I'll ask the developer to add the code so the software on the receiving end doesn't have to guess. Thanks everyone.
 
A professionally written Web page should work well on IE 9-11 (Windows)

Actually, I'd be willing to abandon support for IE below 11 at this point - Microsoft has, and anyone using those older browsers should upgrade. If they're using software that still requires IE10 or earlier, they should also be looking at upgrading that - and if the vendor can't or won't support newer browsers it's time to get new software.
 
How about "Only 9.5% of Web users have the same type of computer as you. If you can't be bothered to test that your Web sites work for the other 90.5% then I'll advise my client to find a developer who will."

We're seeing this trend more and more - for some unfathomable reason many Web developers are favouring Macs (perhaps Web developers are cool?) and only testing on their own machine, or coding under the assumption that because they personally believe that Chrome is the best thing since sliced bread then any Web site that doesn't work on other browsers is a clear indication that the browser needs to be "upgraded" to Chrome. (We get that a lot from cloud-based accounting software. MYOB and Xero - I'm looking at you.)
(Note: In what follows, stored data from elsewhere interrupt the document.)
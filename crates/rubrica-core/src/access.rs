//! Access-control rules for courses, groups and rubrics
//!
//! Checks run on already-loaded records; the store does the lookups.

use crate::error::{RubricaError, Result};
use crate::roster::{Course, Group};
use crate::rubric::{Rubric, RubricState};

/// What a course member may do
#[derive(Debug, Clone, Copy, PartialEq, Eq)]
pub struct CourseAccess {
    pub is_moderator: bool,
}

/// What a teacher may do with a rubric
#[derive(Debug, Clone, Copy, PartialEq, Eq)]
pub struct RubricAccess {
    pub can_moderate: bool,
}

/// Teacher must belong to the course
pub fn check_course_access(course: &Course, teacher_id: &str) -> Result<CourseAccess> {
    let member = course.member(teacher_id).ok_or_else(|| {
        RubricaError::unauthorized("access course", format!("not a member of {}", course.name))
    })?;
    Ok(CourseAccess {
        is_moderator: member.moderator,
    })
}

/// Teacher must moderate the course
pub fn check_course_moderator(course: &Course, teacher_id: &str) -> Result<()> {
    if check_course_access(course, teacher_id)?.is_moderator {
        Ok(())
    } else {
        Err(RubricaError::unauthorized(
            "moderate course",
            format!("not a moderator of {}", course.name),
        ))
    }
}

/// Grading a group: its owner or a moderator of the owning course
pub fn check_grading_access(course: &Course, group: &Group, teacher_id: &str) -> Result<()> {
    if group.course_id != course.id {
        return Err(RubricaError::not_found(
            "group in course",
            format!("{} / {}", course.id, group.id),
        ));
    }
    if group.teacher_id == teacher_id || course.is_moderator(teacher_id) {
        Ok(())
    } else {
        Err(RubricaError::unauthorized(
            "grade group",
            format!("not the owner of {} nor a course moderator", group.name),
        ))
    }
}

/// Rubric access for a teacher.
///
/// `courses` are the courses the teacher belongs to and `groups` the groups of
/// those courses. A draft is private to its creator. A course guide is open to
/// members and moderated by course moderators. A group rubric is reserved to
/// the group owner.
pub fn check_rubric_access(
    rubric: &Rubric,
    teacher_id: &str,
    courses: &[Course],
    groups: &[Group],
) -> Result<RubricAccess> {
    let is_creator = rubric.owner_id.as_deref() == Some(teacher_id);

    if rubric.state == RubricState::Draft && is_creator {
        return Ok(RubricAccess { can_moderate: true });
    }

    let guided_course = courses
        .iter()
        .find(|c| c.guide_rubric_ids.iter().any(|id| id == &rubric.id));
    let owning_group = groups
        .iter()
        .find(|g| g.rubric_ids.iter().any(|id| id == &rubric.id));

    match (guided_course, owning_group) {
        (Some(course), _) => Ok(RubricAccess {
            can_moderate: course.is_moderator(teacher_id),
        }),
        (None, Some(group)) if group.teacher_id == teacher_id => {
            Ok(RubricAccess { can_moderate: true })
        }
        (None, Some(_)) => Err(RubricaError::unauthorized(
            "access rubric",
            "reserved to the group owner",
        )),
        (None, None) if is_creator => Ok(RubricAccess { can_moderate: true }),
        (None, None) => Err(RubricaError::unauthorized(
            "access rubric",
            format!("{} is not shared with you", rubric.id),
        )),
    }
}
A professionally written Web page should work well on IE 9-11 (Windows), Edge (Windows 10 only), Safari (Windows, iOS and OSX), Firefox (all platforms), Chrome and Chromium (all platforms), Opera (all platforms), and whatever Android browser Samsung are bundling these days. The Web developer needs to have tested on all of these which means that they need to have a Mac, Windows PC, Linux box and a couple of phones or tablets (a total of maybe $2,000) and a willingness to work with them all; not having this equipment available is a major red flag, and not being at least nominally platform-agnostic is another.

Or getting a Sauce labs account https://saucelabs.com/
..and test in virtual browsers/devices.

Still miss the Adobe testing though.....
 
IE8 is lingering Windows XP systems. For businesses if they can't be replaced due to legacy software they shouldn't be connecting to the Internet anyway. For home users they're a ticking time bomb - the only browser still getting updates is Firefox (MS abandoned it 2 years ago, Google sometime in the past few months I believe), but even that won't protect you against all possible remote exploits - anything related to fonts would probably be a real danger area, and there's not going to be OS patches to resolve issues.

IE9 and IE10 are either on Vista systems or are on Windows 7 and just need to be updated to 11. Since security updates for those stopped in January I believe, they're in a similar boat to IE8.

When a refurbed Windows 7 Pro machine with an i3 or i5 can be had for less than $200 $150 nobody should be spending on fixing up old systems. Infected? I'm not going to try to clean it, I'm going to offer to sell you a new system for not that much more than my cleaning charge and I'll migrate your data files over to it at no charge with Fab's. I can't migrate all your (old, unsupported) software, but if you can't afford Office Home & Student or Office365 I can offer you LibreOffice which will open your files and look a lot more like Office2003 than the newer Microsoft Office products do.

Heck, even if you have a gamer with an old box, a 4GB Xeon (comparable to a first-gen i3) with (crappy) nVidia graphics card is $125. That'll probably run their XP-era games better than whatever they're on right now.